Perron got to know a lot of the kids on the peninsula, including the girl in the photo (whose name she never learned). The girl could usually be found carrying a machete around the camp looking for ripe coconuts to pluck from the palm trees and cut up for visitors. When she got thirsty, she would simply plunge her head in the river and take a drink.

“She was just there, in her element, and I thought there was something really beautiful about it,” Perron said. “It seemed like such a natural act for her.”

Maya Miatkowski '13

Maya Miatkowski '13

The back of a camel is not an optimal perch for shooting a photo, as Maya Miatkowski found out. After spending the night in the Sahara desert, Miatkowski and her friends got up in the wee hours to reach the bus that would take them back into Marrakech, Morocco.

“I was on the first camel in the whole set of camels. The sun was rising, and I noticed how everyone was turned in the shadows,” Miatkowski said. “And I thought, ‘oh my God, I need to get this.’”
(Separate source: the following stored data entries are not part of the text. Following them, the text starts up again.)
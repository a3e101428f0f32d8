//! Errors for checked matrix operations.

use thiserror::Error;

/// Failure raised by a checked matrix operation.
///
/// Every check runs before any cell is written, so a failed operation never
/// leaves its receiver partially mutated.
#[derive(Error, Debug, Clone, Copy, PartialEq, Eq)]
pub enum Error {
    /// A row or column index at or past the matrix bounds.
    #[error("index ({row}, {col}) is out of bounds for a {rows} x {cols} matrix")]
    OutOfBounds {
        row: usize,
        col: usize,
        rows: usize,
        cols: usize,
    },

    /// An argument the receiving matrix cannot honor: a value slice wider
    /// than its columns, a copy range past the end of its source, or an
    /// identity load on a non-square matrix.
    #[error("invalid argument: {reason}")]
    InvalidArgument { reason: &'static str },

    /// Operand shapes incompatible with the requested operation. Addition
    /// and subtraction need equal shapes; multiplication needs the left
    /// column count to equal the right row count.
    #[error("Expected {expected_rows} rows and {expected_cols} columns. Received {received_rows} rows and {received_cols} columns.")]
    DimensionMismatch {
        expected_rows: usize,
        expected_cols: usize,
        received_rows: usize,
        received_cols: usize,
    },
}
//! Checked matrix multiplication and the `*` operator.

use crate::error::Error;
use crate::scalar::Scalar;

use super::base::Matrix;
use super::macros::impl_binary_op;

impl<T: Scalar> Matrix<T> {
    /// Returns the matrix product `self * multiplicand` as a new
    /// `self.rows() x multiplicand.cols()` matrix; neither operand changes.
    ///
    /// Cell `(r, c)` of the product is the dot product of row `r` of `self`
    /// and column `c` of `multiplicand`. Fails with
    /// [`Error::DimensionMismatch`] unless `self.cols()` equals
    /// `multiplicand.rows()`.
    pub fn try_mul(&self, multiplicand: &Self) -> Result<Self, Error> {
        if self.cols != multiplicand.rows {
            return Err(Error::DimensionMismatch {
                expected_rows: self.cols,
                expected_cols: multiplicand.cols,
                received_rows: multiplicand.rows,
                received_cols: multiplicand.cols,
            });
        }
        let inner = self.cols;
        let cols = multiplicand.cols;
        let mut product = Matrix::new(self.rows, cols);
        for r in 0..self.rows {
            for c in 0..cols {
                let mut acc = T::zero();
                for k in 0..inner {
                    acc += self.data[r * inner + k] * multiplicand.data[k * cols + c];
                }
                product.data[r * cols + c] = acc;
            }
        }
        Ok(product)
    }
}

impl_binary_op!(Mul, mul, try_mul, "matrix multiplication");
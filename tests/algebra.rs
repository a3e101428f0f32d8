use approx::assert_relative_eq;
use densemat::prelude::*;
use rand::rngs::StdRng;
use rand::{Rng, SeedableRng};

fn rotation(theta: f64) -> Matrix<f64> {
    let (sin, cos) = theta.sin_cos();
    Matrix::from([[cos, -sin], [sin, cos]])
}

fn random_matrix(rng: &mut StdRng, rows: usize, cols: usize) -> Matrix<i64> {
    let mut matrix = Matrix::new(rows, cols);
    for r in 0..rows {
        for c in 0..cols {
            matrix[(r, c)] = rng.random_range(-20..=20);
        }
    }
    matrix
}

#[test]
fn addition_commutes_and_associates() {
    let a = Matrix::from([[1, -2], [3, 4]]);
    let b = Matrix::from([[5, 6], [-7, 8]]);
    let c = Matrix::from([[9, 10], [11, -12]]);

    assert_eq!(a.try_add(&b).unwrap(), b.try_add(&a).unwrap());
    assert_eq!(&(&a + &b) + &c, &a + &(&b + &c));
}

#[test]
fn subtraction_inverts_addition() {
    let a = Matrix::from([[1, 2, 3], [4, 5, 6]]);
    let b = Matrix::from([[-9, 8, -7], [6, -5, 4]]);

    assert_eq!(&(&a + &b) - &b, a);
    assert_eq!(&a - &Matrix::new(2, 3), a);
}

#[test]
fn multiplication_associates_and_distributes() {
    let a = Matrix::from([[1, 0, -2], [3, 1, 4]]);
    let b = Matrix::from([[2, 1, 0, 1], [0, -1, 2, 0], [1, 1, 1, 1]]);
    let c = Matrix::from([[1, 2], [0, 1], [2, 0], [1, 1]]);
    let d = Matrix::from([[0, 2, 1, -1], [1, 1, 0, 0], [2, 0, 0, 3]]);

    assert_eq!(&(&a * &b) * &c, &a * &(&b * &c));
    assert_eq!(&a * &(&b + &d), &(&a * &b) + &(&a * &d));
}

#[test]
fn identity_is_a_two_sided_unit() {
    let a = Matrix::from([[2, -1], [0, 3], [5, 4]]);
    assert_eq!(Matrix::identity(3).try_mul(&a).unwrap(), a);
    assert_eq!(a.try_mul(&Matrix::identity(2)).unwrap(), a);

    // A freshly loaded identity behaves the same as the constructor's.
    let mut loaded = Matrix::from([[7, 7], [7, 7]]);
    loaded.load_identity().unwrap();
    assert_eq!(loaded, Matrix::identity(2));
    assert_eq!(a.try_mul(&loaded).unwrap(), a);
}

#[test]
fn opposite_rotations_compose_to_the_identity() {
    let theta = 0.7;
    let product = rotation(theta).try_mul(&rotation(-theta)).unwrap();
    let identity = Matrix::<f64>::identity(2);
    for r in 0..2 {
        for c in 0..2 {
            assert_relative_eq!(product[(r, c)], identity[(r, c)], epsilon = 1e-12);
        }
    }
}

#[test]
fn dimension_mismatch_reports_expected_then_received() {
    let a = Matrix::<i64>::identity(3);
    let b = Matrix::<i64>::new(2, 2);

    let err = a.try_add(&b).unwrap_err();
    assert_eq!(
        err.to_string(),
        "Expected 3 rows and 3 columns. Received 2 rows and 2 columns."
    );

    // Multiplication keys on the inner dimension instead.
    let err = b.try_mul(&a).unwrap_err();
    assert!(matches!(
        err,
        Error::DimensionMismatch {
            expected_rows: 2,
            received_rows: 3,
            ..
        }
    ));
}

#[test]
fn random_matrices_satisfy_the_ring_identities() {
    let mut rng = StdRng::seed_from_u64(9);
    for _ in 0..50 {
        let a = random_matrix(&mut rng, 3, 3);
        let b = random_matrix(&mut rng, 3, 3);
        let c = random_matrix(&mut rng, 3, 3);

        assert_eq!(&a + &b, &b + &a);
        assert_eq!(&(&a - &b) + &b, a);
        assert_eq!(&(&a * &b) * &c, &a * &(&b * &c));
        assert_eq!(&a * &(&b + &c), &(&a * &b) + &(&a * &c));
    }
}

#[test]
fn bookkeeping_pipeline_renders_canonically() {
    let mut totals = Matrix::<i64>::new(2, 3);
    totals.set_row(0, &[4, 0, 2]).unwrap();
    totals.set_row_from(1, &[9, 9, 1, 3, 0], 2, 3).unwrap();
    totals += Matrix::from([[1, 1, 1], [1, 1, 1]]);

    assert_eq!(totals.to_string(), "[5, 1, 3]\n[2, 4, 1]\n");
    assert_eq!(totals.col(2), vec![3, 1]);
}
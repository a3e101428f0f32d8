//! Dense, fixed-dimension matrices with checked mutation and arithmetic.
//!
//! The core type is [`Matrix`], an owned row-major grid over any numeric
//! element type implementing [`Scalar`]. Dimensions are fixed at
//! construction; mutating operations and arithmetic validate their
//! preconditions first and return [`Error`] instead of leaving the receiver
//! half-written. The `+`, `-`, `*`, `+=`, and `-=` operators are sugar over
//! the checked methods and panic with the same messages, for call sites that
//! control both shapes.
//!
//! ```
//! use densemat::Matrix;
//!
//! let a = Matrix::from([[1, 2], [3, 4]]);
//! let identity = Matrix::identity(2);
//! assert_eq!(a.try_mul(&identity)?, a);
//! assert_eq!((&a + &a).to_string(), "[2, 4]\n[6, 8]\n");
//! # Ok::<(), densemat::Error>(())
//! ```

mod error;
mod matrix;
mod scalar;

pub mod prelude;

pub use error::Error;
pub use matrix::Matrix;
pub use scalar::Scalar;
What the resulting, award-winning photo "Saharan Sunrise" doesn’t show is that Miatkowski nearly slipped off her camel in the process of shooting it.

“Camels are not easy to ride. They are also very uncomfortable in case you were wondering,” said Miatkowski, who is from Andover, Mass., and will graduate in the spring with a justice studies/forensic science degree.

Nevertheless, the desert junket, like the rest of Miatkowski’s semester abroad, was as thrilling as she imagined. “We stayed in a tent in the desert and slept in the sand with the camels,” she said. “It was amazing and I talk about it all the time.”

Miatkowski spent her semester in Berlin, Germany, where she took on a task more challenging than camel riding: improving her fluency in the German language. Born to Polish immigrants, she had grown up speaking Polish and always enjoyed learning languages. But she’d never had the chance to immerse herself in the culture of a language. “Between the classes I took and being around Germans all the time, my German really improved,” she said.

Miatkowsi also fell in love with Berlin and its alluring mix of ultra-modern sensibility and derelict chic. One day she climbed an old American spy tower on a giant hill overlooking the city. On another she and her friends found an old abandoned East Berlin amusement park. “It was so cool,” she said. “It just looked like somebody had hit the off button one day and left.”